Technically, she is breaking the law. Nacho, Watson, and Bailey are all illegal residents of New York City, where a ban on ferrets has persisted for decades. That means Nizama, a 28-year-old with an asymmetrical haircut and a Zelda obsession, can't exactly take her beloved boys out in public.

For the past three years, she's worked tirelessly to lift the ban. Nizama and the hundreds of ferret owners in New York City got their biggest break yet when the Board of Health agreed to reconsider the ban last week. But after the big buildup came a devastating letdown. Although the Board voted 3-2 in favor of allowing ferrets, six votes were needed for passage. The fact that four members abstained is a sticking point for Nizama.

"You don't want to think that government is lazy and that your crazy Republican uncle is right," she says. "But then something like this happens."
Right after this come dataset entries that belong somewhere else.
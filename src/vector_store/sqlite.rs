//! SQLite-based vector store implementation.
//!
//! Uses SQLite with cosine similarity computed in Rust. The corpus this tool
//! serves is a handful of documents, so a full scan per query is fine.

use super::{cosine_similarity, IndexedSource, SearchResult, StoredChunk, VectorStore};
use crate::error::{ColabError, Result};
use async_trait::async_trait;
use chrono::{DateTime, Utc};
use rusqlite::{params, Connection, Row};
use std::path::Path;
use std::sync::{Mutex, MutexGuard};
use tracing::{debug, info, instrument};

const SCHEMA: &str = r#"
    CREATE TABLE IF NOT EXISTS chunks (
        id TEXT PRIMARY KEY,
        source_file TEXT NOT NULL,
        page_number INTEGER,
        chunk_order INTEGER NOT NULL,
        content TEXT NOT NULL,
        embedding BLOB NOT NULL,
        indexed_at TEXT NOT NULL
    );

    CREATE INDEX IF NOT EXISTS idx_chunks_source_file ON chunks(source_file);
"#;

/// SQLite-based vector store.
pub struct SqliteVectorStore {
    conn: Mutex<Connection>,
}

impl SqliteVectorStore {
    /// Create a new SQLite vector store.
    #[instrument(skip_all)]
    pub fn new(path: &Path) -> Result<Self> {
        if let Some(parent) = path.parent() {
            std::fs::create_dir_all(parent)?;
        }

        let conn = Connection::open(path)?;

        // Several chat sessions may share the index
        conn.execute_batch("PRAGMA journal_mode=WAL;")?;
        conn.execute_batch(SCHEMA)?;

        info!("Initialized SQLite vector store at {:?}", path);

        Ok(Self {
            conn: Mutex::new(conn),
        })
    }

    /// Create an in-memory SQLite vector store (useful for testing).
    pub fn in_memory() -> Result<Self> {
        let conn = Connection::open_in_memory()?;
        conn.execute_batch(SCHEMA)?;

        Ok(Self {
            conn: Mutex::new(conn),
        })
    }

    fn lock(&self) -> Result<MutexGuard<'_, Connection>> {
        self.conn
            .lock()
            .map_err(|e| ColabError::VectorStore(format!("Failed to acquire lock: {}", e)))
    }

    /// Serialize embedding to bytes.
    fn embedding_to_bytes(embedding: &[f32]) -> Vec<u8> {
        embedding.iter().flat_map(|f| f.to_le_bytes()).collect()
    }

    /// Deserialize embedding from bytes.
    fn bytes_to_embedding(bytes: &[u8]) -> Vec<f32> {
        bytes
            .chunks_exact(4)
            .map(|chunk| {
                let arr: [u8; 4] = chunk.try_into().unwrap_or_default();
                f32::from_le_bytes(arr)
            })
            .collect()
    }

    fn parse_timestamp(value: &str) -> DateTime<Utc> {
        DateTime::parse_from_rfc3339(value)
            .map(|dt| dt.with_timezone(&Utc))
            .unwrap_or_else(|_| Utc::now())
    }

    fn row_to_chunk(row: &Row<'_>) -> rusqlite::Result<StoredChunk> {
        let id_str: String = row.get(0)?;
        let embedding_bytes: Vec<u8> = row.get(5)?;
        let indexed_at_str: String = row.get(6)?;

        Ok(StoredChunk {
            id: uuid::Uuid::parse_str(&id_str).unwrap_or_default(),
            source_file: row.get(1)?,
            page_number: row.get(2)?,
            chunk_order: row.get(3)?,
            content: row.get(4)?,
            embedding: Self::bytes_to_embedding(&embedding_bytes),
            indexed_at: Self::parse_timestamp(&indexed_at_str),
        })
    }
}

#[async_trait]
impl VectorStore for SqliteVectorStore {
    #[instrument(skip(self, chunks), fields(count = chunks.len()))]
    async fn upsert_batch(&self, chunks: &[StoredChunk]) -> Result<usize> {
        let conn = self.lock()?;
        let tx = conn.unchecked_transaction()?;

        for chunk in chunks {
            tx.execute(
                r#"
                INSERT OR REPLACE INTO chunks
                (id, source_file, page_number, chunk_order, content, embedding, indexed_at)
                VALUES (?1, ?2, ?3, ?4, ?5, ?6, ?7)
                "#,
                params![
                    chunk.id.to_string(),
                    chunk.source_file,
                    chunk.page_number,
                    chunk.chunk_order,
                    chunk.content,
                    Self::embedding_to_bytes(&chunk.embedding),
                    chunk.indexed_at.to_rfc3339(),
                ],
            )?;
        }

        tx.commit()?;
        info!("Batch upserted {} chunks", chunks.len());
        Ok(chunks.len())
    }

    #[instrument(skip(self, query_embedding))]
    async fn search(&self, query_embedding: &[f32], limit: usize) -> Result<Vec<SearchResult>> {
        let conn = self.lock()?;

        let mut stmt = conn.prepare(
            r#"
            SELECT id, source_file, page_number, chunk_order, content, embedding, indexed_at
            FROM chunks
            "#,
        )?;

        let chunks = stmt.query_map([], Self::row_to_chunk)?;

        let mut results: Vec<SearchResult> = chunks
            .filter_map(|chunk| chunk.ok())
            .map(|chunk| SearchResult {
                score: cosine_similarity(query_embedding, &chunk.embedding),
                chunk,
            })
            .collect();

        results.sort_by(|a, b| b.score.partial_cmp(&a.score).unwrap_or(std::cmp::Ordering::Equal));
        results.truncate(limit);

        debug!("Found {} matching chunks", results.len());
        Ok(results)
    }

    #[instrument(skip(self))]
    async fn delete_by_source(&self, source_file: &str) -> Result<usize> {
        let conn = self.lock()?;
        let deleted = conn.execute(
            "DELETE FROM chunks WHERE source_file = ?1",
            params![source_file],
        )?;

        info!("Deleted {} chunks for source {}", deleted, source_file);
        Ok(deleted)
    }

    #[instrument(skip(self))]
    async fn list_sources(&self) -> Result<Vec<IndexedSource>> {
        let conn = self.lock()?;

        let mut stmt = conn.prepare(
            r#"
            SELECT source_file, COUNT(*) AS chunk_count,
                   COUNT(DISTINCT page_number) AS page_count, MAX(indexed_at) AS indexed_at
            FROM chunks
            GROUP BY source_file
            ORDER BY indexed_at DESC
            "#,
        )?;

        let sources = stmt.query_map([], |row| {
            let indexed_at_str: String = row.get(3)?;
            Ok(IndexedSource {
                source_file: row.get(0)?,
                chunk_count: row.get(1)?,
                page_count: row.get(2)?,
                indexed_at: Self::parse_timestamp(&indexed_at_str),
            })
        })?;

        Ok(sources.filter_map(|s| s.ok()).collect())
    }

    async fn is_source_indexed(&self, source_file: &str) -> Result<bool> {
        let conn = self.lock()?;
        let count: i64 = conn.query_row(
            "SELECT COUNT(*) FROM chunks WHERE source_file = ?1",
            params![source_file],
            |row| row.get(0),
        )?;
        Ok(count > 0)
    }

    async fn document_count(&self) -> Result<usize> {
        let conn = self.lock()?;
        let count: i64 = conn.query_row("SELECT COUNT(*) FROM chunks", [], |row| row.get(0))?;
        Ok(count as usize)
    }
}

#[cfg(test)]
mod tests {
    use super::*;

    #[tokio::test]
    async fn test_sqlite_vector_store() {
        let store = SqliteVectorStore::in_memory().unwrap();

        let chunks = vec![
            StoredChunk::new("artigoA.pdf", Some(1), 0, "Introdução".to_string(), vec![1.0, 0.0, 0.0]),
            StoredChunk::new("artigoA.pdf", Some(2), 1, "Método".to_string(), vec![0.0, 1.0, 0.0]),
            StoredChunk::new("artigoB.pdf", None, 0, "Sem página".to_string(), vec![0.0, 0.0, 1.0]),
        ];
        assert_eq!(store.upsert_batch(&chunks).await.unwrap(), 3);

        let sources = store.list_sources().await.unwrap();
        assert_eq!(sources.len(), 2);
        let a = sources.iter().find(|s| s.source_file == "artigoA.pdf").unwrap();
        assert_eq!(a.chunk_count, 2);
        assert_eq!(a.page_count, 2);

        let results = store.search(&[0.0, 0.0, 1.0], 1).await.unwrap();
        assert_eq!(results.len(), 1);
        assert_eq!(results[0].chunk.source_file, "artigoB.pdf");
        assert_eq!(results[0].chunk.page_number, None);
        assert!((results[0].score - 1.0).abs() < 0.001);

        assert_eq!(store.delete_by_source("artigoA.pdf").await.unwrap(), 2);
        assert!(!store.is_source_indexed("artigoA.pdf").await.unwrap());
        assert_eq!(store.document_count().await.unwrap(), 1);
    }

    #[tokio::test]
    async fn test_sqlite_store_persists_to_disk() {
        let dir = tempfile::tempdir().unwrap();
        let path = dir.path().join("index").join("vectors.db");

        {
            let store = SqliteVectorStore::new(&path).unwrap();
            let chunk = StoredChunk::new("artigoA.pdf", Some(4), 0, "texto".to_string(), vec![0.5, 0.5]);
            store.upsert_batch(&[chunk]).await.unwrap();
        }

        let reopened = SqliteVectorStore::new(&path).unwrap();
        let results = reopened.search(&[0.5, 0.5], 5).await.unwrap();
        assert_eq!(results.len(), 1);
        assert_eq!(results[0].chunk.page_number, Some(4));
        assert_eq!(results[0].chunk.embedding, vec![0.5, 0.5]);
    }
}
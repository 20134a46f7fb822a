//! Frequency-based keyword extraction for query expansion.

use crate::config::{MAX_EXPANSION_KEYWORDS, MIN_KEYWORD_LEN};
use indexmap::IndexMap;
use std::collections::HashSet;

/// Words never used as expansion terms.
const STOPWORDS: &[&str] = &[
    "o", "a", "os", "as", "de", "da", "do", "das", "dos", "em", "no", "na", "que", "para", "com",
    "é", "um", "uma", "e", "ou", "se", "não", "ser", "ter", "fazer", "dizer", "colaborai",
    "@colaborai", "user", "assistant", "sobre", "mais", "como", "mas", "por", "ao", "aos", "sua",
    "seu", "isso", "esse", "essa", "então", "já", "também", "onde", "quando", "qual",
];

/// Extracts the most frequent salient terms of a conversation excerpt.
pub struct KeywordExtractor {
    stopwords: HashSet<&'static str>,
    min_len: usize,
    max_keywords: usize,
}

impl Default for KeywordExtractor {
    fn default() -> Self {
        Self::new(MIN_KEYWORD_LEN, MAX_EXPANSION_KEYWORDS)
    }
}

impl KeywordExtractor {
    /// Tokens must be strictly longer than `min_len` characters.
    pub fn new(min_len: usize, max_keywords: usize) -> Self {
        Self {
            stopwords: STOPWORDS.iter().copied().collect(),
            min_len,
            max_keywords,
        }
    }

    pub fn is_stopword(&self, word: &str) -> bool {
        self.stopwords.contains(word)
    }

    /// Top keywords by frequency, ties broken by first appearance.
    pub fn extract(&self, text: &str) -> Vec<String> {
        let lowered = text.to_lowercase();
        let mut counts: IndexMap<&str, usize> = IndexMap::new();

        for token in lowered.split_whitespace() {
            if token.chars().count() > self.min_len
                && token.chars().all(char::is_alphabetic)
                && !self.is_stopword(token)
            {
                *counts.entry(token).or_insert(0) += 1;
            }
        }

        let mut ranked: Vec<(&str, usize)> = counts.into_iter().collect();
        // Stable sort keeps first-appearance order among equal counts
        ranked.sort_by(|a, b| b.1.cmp(&a.1));

        ranked
            .into_iter()
            .take(self.max_keywords)
            .map(|(word, _)| word.to_string())
            .collect()
    }

    /// `topic` followed by the extracted keywords, trimmed.
    pub fn expand(&self, topic: &str, text: &str) -> String {
        let keywords = self.extract(text);
        if keywords.is_empty() {
            return topic.to_string();
        }
        format!("{} {}", topic, keywords.join(" ")).trim().to_string()
    }
}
Ferrets were first banned from New York City in 1959, under the city's health code provision about owning "wild" animals. In 1999, the Board of Health went over the list of prohibited critters and decided to keep ferrets on there, citing their "unpredictable behavior" and attacks that have "become notorious for their severity and capriciousness." Fearing that a ferret could crawl into another apartment and eat a baby's face, the board concluded, "It would be irresponsible from a public safety perspective to allow a ferret to be kept as a pet in New York City."

About a month after that decision, on July 23, a ferret-rights activist named David Guthartz called into the mayor's weekly radio show the confront him about the ban. It caused Giuliani to go into a now-infamous rant. "There is something deranged about you," the mayor told Guthartz. "The excessive concern that you have for ferrets is something that you should examine with a therapist." And throughout his tenure as mayor, Giuliani kept his hardline anti-ferret stance. In 2001, the New York City Counsel voted 26 to 13 to end the ban, only for him to veto the measure. (Guthartz, who isn't affiliated with Nizama's effort to legalize ferrets, was opposed to the bill the Board of Health shot down.)

"You don't want to think that government is lazy and that your crazy Republican uncle is right... But then something like this happens." –Veronica Nizama

New York City is far from alone in its disgust with the weasel-like creatures. They're also considered samizdat in Hawaii, California, Puerto Rico, Guam, Salt Lake City, and Washington, DC, among other locales. But even in jurisdictions where ferrets are allowed, their owners are often stereotyped as being smelly, eccentric hoarders, possibly because of their pets' odd, long bodies and musky scent.

Growing up in Miami, Nizama never imagined that a ferret could be so political. In her city of origin it's the pit bull that causes public hysteria. Since 1989, when one ripped off the face of an eight-year-old girl, the breed has been banned within county lines. Pretty much ever since, advocates have argued that pit bulls are only as dangerous as their owners, and that the ban itself is classist, since people from disadvantaged socioeconomic backgrounds tend to own them.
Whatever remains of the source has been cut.